> [WORK ITEM]:
Each entry should be written out again exactly, so that nothing is lost.

> [EXTRACTED INFORMATION]:
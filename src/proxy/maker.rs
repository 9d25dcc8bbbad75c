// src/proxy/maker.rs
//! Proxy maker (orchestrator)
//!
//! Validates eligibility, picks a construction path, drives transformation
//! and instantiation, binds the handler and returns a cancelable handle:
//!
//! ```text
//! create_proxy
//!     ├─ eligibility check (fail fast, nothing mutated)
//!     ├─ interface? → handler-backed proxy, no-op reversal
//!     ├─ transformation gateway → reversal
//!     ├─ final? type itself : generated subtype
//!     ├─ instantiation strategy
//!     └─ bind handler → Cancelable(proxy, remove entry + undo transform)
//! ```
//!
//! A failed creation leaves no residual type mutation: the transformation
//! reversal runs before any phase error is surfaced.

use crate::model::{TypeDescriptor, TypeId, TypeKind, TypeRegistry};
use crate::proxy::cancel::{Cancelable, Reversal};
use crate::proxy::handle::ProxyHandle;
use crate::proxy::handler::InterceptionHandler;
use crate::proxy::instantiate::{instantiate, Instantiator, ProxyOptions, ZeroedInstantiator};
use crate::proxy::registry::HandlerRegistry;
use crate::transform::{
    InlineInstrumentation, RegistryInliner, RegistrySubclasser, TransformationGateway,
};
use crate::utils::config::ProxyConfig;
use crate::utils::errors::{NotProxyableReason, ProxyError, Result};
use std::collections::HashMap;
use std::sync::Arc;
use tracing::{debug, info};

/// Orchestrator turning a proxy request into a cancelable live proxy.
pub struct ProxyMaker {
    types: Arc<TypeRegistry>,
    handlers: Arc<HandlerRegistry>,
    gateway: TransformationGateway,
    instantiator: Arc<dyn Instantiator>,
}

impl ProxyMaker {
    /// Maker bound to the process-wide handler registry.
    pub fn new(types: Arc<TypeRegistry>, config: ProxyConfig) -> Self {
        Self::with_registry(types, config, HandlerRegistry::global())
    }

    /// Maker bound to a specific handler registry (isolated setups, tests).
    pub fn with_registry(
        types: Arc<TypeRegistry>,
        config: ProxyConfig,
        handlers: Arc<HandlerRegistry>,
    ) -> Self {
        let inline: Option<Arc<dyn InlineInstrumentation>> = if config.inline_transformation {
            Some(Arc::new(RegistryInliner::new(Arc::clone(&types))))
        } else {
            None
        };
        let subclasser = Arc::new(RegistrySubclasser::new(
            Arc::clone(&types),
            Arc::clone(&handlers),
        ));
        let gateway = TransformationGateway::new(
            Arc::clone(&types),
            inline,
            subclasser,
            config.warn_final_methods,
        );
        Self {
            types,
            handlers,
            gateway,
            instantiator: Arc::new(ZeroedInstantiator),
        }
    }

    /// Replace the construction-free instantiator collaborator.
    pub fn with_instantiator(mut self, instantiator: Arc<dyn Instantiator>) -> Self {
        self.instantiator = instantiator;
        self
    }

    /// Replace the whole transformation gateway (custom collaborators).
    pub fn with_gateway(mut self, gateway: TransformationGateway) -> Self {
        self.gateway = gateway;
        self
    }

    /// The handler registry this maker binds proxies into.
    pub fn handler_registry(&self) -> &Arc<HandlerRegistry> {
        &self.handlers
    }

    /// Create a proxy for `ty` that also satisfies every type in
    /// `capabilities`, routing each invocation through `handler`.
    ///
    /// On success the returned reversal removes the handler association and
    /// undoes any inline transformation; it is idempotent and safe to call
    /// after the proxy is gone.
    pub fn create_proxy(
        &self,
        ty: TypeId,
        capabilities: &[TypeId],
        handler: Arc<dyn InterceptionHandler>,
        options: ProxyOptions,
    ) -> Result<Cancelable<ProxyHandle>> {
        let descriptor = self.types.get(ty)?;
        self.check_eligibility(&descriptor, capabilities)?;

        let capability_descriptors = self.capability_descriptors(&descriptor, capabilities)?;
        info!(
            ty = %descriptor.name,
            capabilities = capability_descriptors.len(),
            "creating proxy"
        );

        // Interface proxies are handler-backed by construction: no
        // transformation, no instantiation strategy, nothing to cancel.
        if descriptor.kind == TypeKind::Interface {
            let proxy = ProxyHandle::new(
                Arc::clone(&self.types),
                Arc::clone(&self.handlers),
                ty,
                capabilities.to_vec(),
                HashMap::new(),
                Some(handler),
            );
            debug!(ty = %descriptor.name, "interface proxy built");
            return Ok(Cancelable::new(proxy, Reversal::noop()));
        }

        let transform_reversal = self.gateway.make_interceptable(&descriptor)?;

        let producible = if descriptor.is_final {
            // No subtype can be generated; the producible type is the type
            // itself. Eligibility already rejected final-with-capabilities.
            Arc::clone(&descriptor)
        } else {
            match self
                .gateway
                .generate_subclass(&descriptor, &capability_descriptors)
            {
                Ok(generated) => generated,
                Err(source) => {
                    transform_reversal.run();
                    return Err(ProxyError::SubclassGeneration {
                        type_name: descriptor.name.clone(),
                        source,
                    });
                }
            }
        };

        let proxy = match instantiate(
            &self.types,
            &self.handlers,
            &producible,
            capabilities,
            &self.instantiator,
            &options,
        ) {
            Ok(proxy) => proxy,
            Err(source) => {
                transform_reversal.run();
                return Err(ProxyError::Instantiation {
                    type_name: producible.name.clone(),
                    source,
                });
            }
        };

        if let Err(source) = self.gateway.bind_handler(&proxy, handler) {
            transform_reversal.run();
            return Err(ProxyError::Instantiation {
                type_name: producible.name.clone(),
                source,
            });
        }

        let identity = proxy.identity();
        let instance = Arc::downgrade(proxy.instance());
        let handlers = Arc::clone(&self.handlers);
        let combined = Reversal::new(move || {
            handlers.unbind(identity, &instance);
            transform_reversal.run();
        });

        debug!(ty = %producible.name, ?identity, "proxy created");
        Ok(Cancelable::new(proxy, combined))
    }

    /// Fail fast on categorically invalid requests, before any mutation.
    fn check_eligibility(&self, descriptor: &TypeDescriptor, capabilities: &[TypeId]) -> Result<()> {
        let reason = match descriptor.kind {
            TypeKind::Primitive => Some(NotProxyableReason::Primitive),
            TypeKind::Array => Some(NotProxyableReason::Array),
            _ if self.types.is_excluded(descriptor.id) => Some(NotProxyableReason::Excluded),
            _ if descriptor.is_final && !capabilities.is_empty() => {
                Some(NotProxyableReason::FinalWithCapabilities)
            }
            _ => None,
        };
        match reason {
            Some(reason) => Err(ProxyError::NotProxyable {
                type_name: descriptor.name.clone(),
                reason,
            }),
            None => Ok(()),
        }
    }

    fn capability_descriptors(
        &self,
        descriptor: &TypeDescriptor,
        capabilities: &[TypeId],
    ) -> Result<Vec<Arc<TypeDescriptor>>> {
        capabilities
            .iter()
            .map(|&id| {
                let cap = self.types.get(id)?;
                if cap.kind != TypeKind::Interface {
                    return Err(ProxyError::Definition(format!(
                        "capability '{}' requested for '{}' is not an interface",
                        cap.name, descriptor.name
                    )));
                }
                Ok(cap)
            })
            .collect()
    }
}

> [ANSWER FOR THE TASK]:
filename src/proxy/maker.rs
repository 9d25dcc8bbbad75c
// src/proxy/maker.rs
//! Proxy maker (orchestrator)
//!
//! Validates eligibility, picks a construction path, drives transformation
//! and instantiation, binds the handler and returns a cancelable handle:
//!
//! ```text
//! create_proxy
//!     ├─ eligibility check (fail fast, nothing mutated)
//!     ├─ interface? → handler-backed proxy, no-op reversal
//!     ├─ transformation gateway → reversal
//!     ├─ final? type itself : generated subtype
//!     ├─ instantiation strategy
//!     └─ bind handler → Cancelable(proxy, remove entry + undo transform)
//! ```
//!
//! A failed creation leaves no residual type mutation: the transformation
//! reversal runs before any phase error is surfaced.

use crate::model::{TypeDescriptor, TypeId, TypeKind, TypeRegistry};
use crate::proxy::cancel::{Cancelable, Reversal};
use crate::proxy::handle::ProxyHandle;
use crate::proxy::handler::InterceptionHandler;
use crate::proxy::instantiate::{instantiate, Instantiator, ProxyOptions, ZeroedInstantiator};
use crate::proxy::registry::HandlerRegistry;
use crate::transform::{
    InlineInstrumentation, RegistryInliner, RegistrySubclasser, TransformationGateway,
};
use crate::utils::config::ProxyConfig;
use crate::utils::errors::{NotProxyableReason, ProxyError, Result};
use std::collections::HashMap;
use std::sync::Arc;
use tracing::{debug, info};

/// Orchestrator turning a proxy request into a cancelable live proxy.
pub struct ProxyMaker {
    types: Arc<TypeRegistry>,
    handlers: Arc<HandlerRegistry>,
    gateway: TransformationGateway,
    instantiator: Arc<dyn Instantiator>,
}

impl ProxyMaker {
    /// Maker bound to the process-wide handler registry.
    pub fn new(types: Arc<TypeRegistry>, config: ProxyConfig) -> Self {
        Self::with_registry(types, config, HandlerRegistry::global())
    }

    /// Maker bound to a specific handler registry (isolated setups, tests).
    pub fn with_registry(
        types: Arc<TypeRegistry>,
        config: ProxyConfig,
        handlers: Arc<HandlerRegistry>,
    ) -> Self {
        let inline: Option<Arc<dyn InlineInstrumentation>> = if config.inline_transformation {
            Some(Arc::new(RegistryInliner::new(Arc::clone(&types))))
        } else {
            None
        };
        let subclasser = Arc::new(RegistrySubclasser::new(
            Arc::clone(&types),
            Arc::clone(&handlers),
        ));
        let gateway = TransformationGateway::new(
            Arc::clone(&types),
            inline,
            subclasser,
            config.warn_final_methods,
        );
        Self {
            types,
            handlers,
            gateway,
            instantiator: Arc::new(ZeroedInstantiator),
        }
    }

    /// Replace the construction-free instantiator collaborator.
    pub fn with_instantiator(mut self, instantiator: Arc<dyn Instantiator>) -> Self {
        self.instantiator = instantiator;
        self
    }

    /// Replace the whole transformation gateway (custom collaborators).
    pub fn with_gateway(mut self, gateway: TransformationGateway) -> Self {
        self.gateway = gateway;
        self
    }

    /// The handler registry this maker binds proxies into.
    pub fn handler_registry(&self) -> &Arc<HandlerRegistry> {
        &self.handlers
    }

    /// Create a proxy for `ty` that also satisfies every type in
    /// `capabilities`, routing each invocation through `handler`.
    ///
    /// On success the returned reversal removes the handler association and
    /// undoes any inline transformation; it is idempotent and safe to call
    /// after the proxy is gone.
    pub fn create_proxy(
        &self,
        ty: TypeId,
        capabilities: &[TypeId],
        handler: Arc<dyn InterceptionHandler>,
        options: ProxyOptions,
    ) -> Result<Cancelable<ProxyHandle>> {
        let descriptor = self.types.get(ty)?;
        self.check_eligibility(&descriptor, capabilities)?;

        let capability_descriptors = self.capability_descriptors(&descriptor, capabilities)?;
        info!(
            ty = %descriptor.name,
            capabilities = capability_descriptors.len(),
            "creating proxy"
        );

        // Interface proxies are handler-backed by construction: no
        // transformation, no instantiation strategy, nothing to cancel.
        if descriptor.kind == TypeKind::Interface {
            let proxy = ProxyHandle::new(
                Arc::clone(&self.types),
                Arc::clone(&self.handlers),
                ty,
                capabilities.to_vec(),
                HashMap::new(),
                Some(handler),
            );
            debug!(ty = %descriptor.name, "interface proxy built");
            return Ok(Cancelable::new(proxy, Reversal::noop()));
        }

        let transform_reversal = self.gateway.make_interceptable(&descriptor)?;

        let producible = if descriptor.is_final {
            // No subtype can be generated; the producible type is the type
            // itself. Eligibility already rejected final-with-capabilities.
            Arc::clone(&descriptor)
        } else {
            match self
                .gateway
                .generate_subclass(&descriptor, &capability_descriptors)
            {
                Ok(generated) => generated,
                Err(source) => {
                    transform_reversal.run();
                    return Err(ProxyError::SubclassGeneration {
                        type_name: descriptor.name.clone(),
                        source,
                    });
                }
            }
        };

        let proxy = match instantiate(
            &self.types,
            &self.handlers,
            &producible,
            capabilities,
            &self.instantiator,
            &options,
        ) {
            Ok(proxy) => proxy,
            Err(source) => {
                transform_reversal.run();
                return Err(ProxyError::Instantiation {
                    type_name: producible.name.clone(),
                    source,
                });
            }
        };

        if let Err(source) = self.gateway.bind_handler(&proxy, handler) {
            transform_reversal.run();
            return Err(ProxyError::Instantiation {
                type_name: producible.name.clone(),
                source,
            });
        }

        let identity = proxy.identity();
        let instance = Arc::downgrade(proxy.instance());
        let handlers = Arc::clone(&self.handlers);
        let combined = Reversal::new(move || {
            handlers.unbind(identity, &instance);
            transform_reversal.run();
        });

        debug!(ty = %producible.name, ?identity, "proxy created");
        Ok(Cancelable::new(proxy, combined))
    }

    /// Fail fast on categorically invalid requests, before any mutation.
    fn check_eligibility(&self, descriptor: &TypeDescriptor, capabilities: &[TypeId]) -> Result<()> {
        let reason = match descriptor.kind {
            TypeKind::Primitive => Some(NotProxyableReason::Primitive),
            TypeKind::Array => Some(NotProxyableReason::Array),
            _ if self.types.is_excluded(descriptor.id) => Some(NotProxyableReason::Excluded),
            _ if descriptor.is_final && !capabilities.is_empty() => {
                Some(NotProxyableReason::FinalWithCapabilities)
            }
            _ => None,
        };
        match reason {
            Some(reason) => Err(ProxyError::NotProxyable {
                type_name: descriptor.name.clone(),
                reason,
            }),
            None => Ok(()),
        }
    }

    fn capability_descriptors(
        &self,
        descriptor: &TypeDescriptor,
        capabilities: &[TypeId],
    ) -> Result<Vec<Arc<TypeDescriptor>>> {
        capabilities
            .iter()
            .map(|&id| {
                let cap = self.types.get(id)?;
                if cap.kind != TypeKind::Interface {
                    return Err(ProxyError::Definition(format!(
                        "capability '{}' requested for '{}' is not an interface",
                        cap.name, descriptor.name
                    )));
                }
                Ok(cap)
            })
            .collect()
    }
}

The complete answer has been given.